- The data
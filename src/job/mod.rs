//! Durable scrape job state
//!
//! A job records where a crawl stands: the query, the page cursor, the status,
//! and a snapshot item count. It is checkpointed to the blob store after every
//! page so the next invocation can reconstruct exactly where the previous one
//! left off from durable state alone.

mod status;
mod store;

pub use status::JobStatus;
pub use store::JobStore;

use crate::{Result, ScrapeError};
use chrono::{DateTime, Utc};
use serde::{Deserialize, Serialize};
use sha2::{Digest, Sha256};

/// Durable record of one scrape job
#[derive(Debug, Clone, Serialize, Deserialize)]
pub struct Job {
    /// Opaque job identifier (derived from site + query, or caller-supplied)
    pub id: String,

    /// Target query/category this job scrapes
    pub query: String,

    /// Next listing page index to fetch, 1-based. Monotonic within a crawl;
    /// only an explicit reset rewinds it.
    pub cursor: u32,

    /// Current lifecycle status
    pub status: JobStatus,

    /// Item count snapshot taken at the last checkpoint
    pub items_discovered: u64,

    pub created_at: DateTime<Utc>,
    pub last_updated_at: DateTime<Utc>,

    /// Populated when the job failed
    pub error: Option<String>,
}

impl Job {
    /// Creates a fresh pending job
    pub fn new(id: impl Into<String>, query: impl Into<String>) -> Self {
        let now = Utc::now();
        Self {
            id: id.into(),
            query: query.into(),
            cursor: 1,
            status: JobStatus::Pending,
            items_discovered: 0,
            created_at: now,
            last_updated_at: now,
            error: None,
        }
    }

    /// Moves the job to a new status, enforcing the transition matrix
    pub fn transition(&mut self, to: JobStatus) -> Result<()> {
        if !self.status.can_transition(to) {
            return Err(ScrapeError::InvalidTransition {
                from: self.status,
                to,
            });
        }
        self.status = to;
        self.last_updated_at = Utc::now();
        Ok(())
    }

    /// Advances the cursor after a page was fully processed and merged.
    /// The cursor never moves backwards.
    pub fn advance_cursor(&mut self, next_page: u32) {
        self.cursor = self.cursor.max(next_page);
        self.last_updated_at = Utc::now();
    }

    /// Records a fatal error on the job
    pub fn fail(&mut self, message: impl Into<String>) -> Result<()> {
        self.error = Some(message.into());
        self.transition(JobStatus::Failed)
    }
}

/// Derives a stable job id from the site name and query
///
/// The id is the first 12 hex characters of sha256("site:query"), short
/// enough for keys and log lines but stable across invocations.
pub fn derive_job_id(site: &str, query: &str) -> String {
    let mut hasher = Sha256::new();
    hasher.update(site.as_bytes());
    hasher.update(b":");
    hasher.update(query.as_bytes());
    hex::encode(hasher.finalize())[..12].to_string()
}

---

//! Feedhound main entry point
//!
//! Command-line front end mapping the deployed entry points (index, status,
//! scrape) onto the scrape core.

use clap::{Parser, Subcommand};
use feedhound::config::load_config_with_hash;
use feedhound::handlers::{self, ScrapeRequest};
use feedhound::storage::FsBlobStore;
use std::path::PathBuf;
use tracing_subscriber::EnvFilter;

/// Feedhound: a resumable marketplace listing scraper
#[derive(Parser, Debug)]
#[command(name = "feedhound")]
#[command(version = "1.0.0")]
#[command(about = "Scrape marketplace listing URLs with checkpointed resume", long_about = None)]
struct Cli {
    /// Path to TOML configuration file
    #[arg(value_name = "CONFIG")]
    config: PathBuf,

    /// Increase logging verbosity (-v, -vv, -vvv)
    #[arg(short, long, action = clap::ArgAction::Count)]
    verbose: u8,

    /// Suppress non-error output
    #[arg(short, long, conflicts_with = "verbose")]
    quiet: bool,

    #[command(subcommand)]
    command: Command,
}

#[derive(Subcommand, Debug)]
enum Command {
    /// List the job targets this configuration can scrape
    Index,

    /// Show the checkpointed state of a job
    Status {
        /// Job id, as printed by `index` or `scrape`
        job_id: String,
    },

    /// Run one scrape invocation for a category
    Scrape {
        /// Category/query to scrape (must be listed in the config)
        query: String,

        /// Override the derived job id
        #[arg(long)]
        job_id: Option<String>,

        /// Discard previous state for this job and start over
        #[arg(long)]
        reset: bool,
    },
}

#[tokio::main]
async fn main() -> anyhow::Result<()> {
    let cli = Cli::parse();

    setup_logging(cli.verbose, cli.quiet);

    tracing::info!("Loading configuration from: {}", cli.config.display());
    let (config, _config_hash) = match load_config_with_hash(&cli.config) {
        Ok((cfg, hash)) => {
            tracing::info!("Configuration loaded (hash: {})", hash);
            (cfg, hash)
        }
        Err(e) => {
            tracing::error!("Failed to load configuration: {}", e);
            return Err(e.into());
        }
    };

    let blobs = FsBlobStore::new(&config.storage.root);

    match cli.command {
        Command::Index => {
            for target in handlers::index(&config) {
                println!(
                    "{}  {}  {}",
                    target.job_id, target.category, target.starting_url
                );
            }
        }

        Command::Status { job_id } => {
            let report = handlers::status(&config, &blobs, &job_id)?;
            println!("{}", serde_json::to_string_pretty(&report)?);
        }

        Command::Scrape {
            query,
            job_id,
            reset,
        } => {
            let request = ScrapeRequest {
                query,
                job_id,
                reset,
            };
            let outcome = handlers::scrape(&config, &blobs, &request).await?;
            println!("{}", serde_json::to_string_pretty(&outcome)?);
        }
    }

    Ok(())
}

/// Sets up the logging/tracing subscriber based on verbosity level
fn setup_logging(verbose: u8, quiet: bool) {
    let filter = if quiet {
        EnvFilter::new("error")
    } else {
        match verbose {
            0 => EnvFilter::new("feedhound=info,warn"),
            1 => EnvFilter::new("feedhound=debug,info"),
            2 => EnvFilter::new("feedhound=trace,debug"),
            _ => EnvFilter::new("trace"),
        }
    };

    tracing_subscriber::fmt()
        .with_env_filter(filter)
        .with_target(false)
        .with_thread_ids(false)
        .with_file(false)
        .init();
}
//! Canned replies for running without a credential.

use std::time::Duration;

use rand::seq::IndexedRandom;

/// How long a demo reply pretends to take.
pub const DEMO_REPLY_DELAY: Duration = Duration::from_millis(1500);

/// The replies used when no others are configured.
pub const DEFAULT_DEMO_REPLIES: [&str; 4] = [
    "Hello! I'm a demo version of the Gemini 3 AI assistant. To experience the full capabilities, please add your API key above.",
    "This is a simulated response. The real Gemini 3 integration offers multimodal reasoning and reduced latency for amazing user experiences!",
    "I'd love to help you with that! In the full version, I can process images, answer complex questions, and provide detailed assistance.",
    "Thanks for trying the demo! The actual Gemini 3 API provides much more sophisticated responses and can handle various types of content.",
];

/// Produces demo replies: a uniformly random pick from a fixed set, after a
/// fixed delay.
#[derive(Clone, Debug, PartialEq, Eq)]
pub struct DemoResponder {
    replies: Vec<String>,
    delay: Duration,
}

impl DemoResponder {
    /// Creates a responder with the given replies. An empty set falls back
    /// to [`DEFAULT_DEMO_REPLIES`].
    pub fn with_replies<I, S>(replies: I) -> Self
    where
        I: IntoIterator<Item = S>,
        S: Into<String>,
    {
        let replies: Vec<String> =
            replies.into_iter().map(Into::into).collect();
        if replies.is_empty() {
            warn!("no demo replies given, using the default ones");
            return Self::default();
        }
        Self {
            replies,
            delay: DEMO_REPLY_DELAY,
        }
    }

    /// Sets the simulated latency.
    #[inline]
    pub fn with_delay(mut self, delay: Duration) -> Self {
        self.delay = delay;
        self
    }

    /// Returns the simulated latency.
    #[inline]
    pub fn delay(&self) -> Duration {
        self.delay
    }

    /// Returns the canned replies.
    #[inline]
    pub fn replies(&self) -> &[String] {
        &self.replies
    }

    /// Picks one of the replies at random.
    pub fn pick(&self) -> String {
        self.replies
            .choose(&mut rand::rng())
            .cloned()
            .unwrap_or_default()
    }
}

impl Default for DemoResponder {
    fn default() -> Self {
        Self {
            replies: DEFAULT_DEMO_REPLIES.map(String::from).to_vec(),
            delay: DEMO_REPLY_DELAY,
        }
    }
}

- Task details
Whenever a line in the listing above includes the word "quiet", return that line.

- Completed exercise
    quiet: bool,
    setup_logging(cli.verbose, cli.quiet);
fn setup_logging(verbose: u8, quiet: bool) {
    let filter = if quiet {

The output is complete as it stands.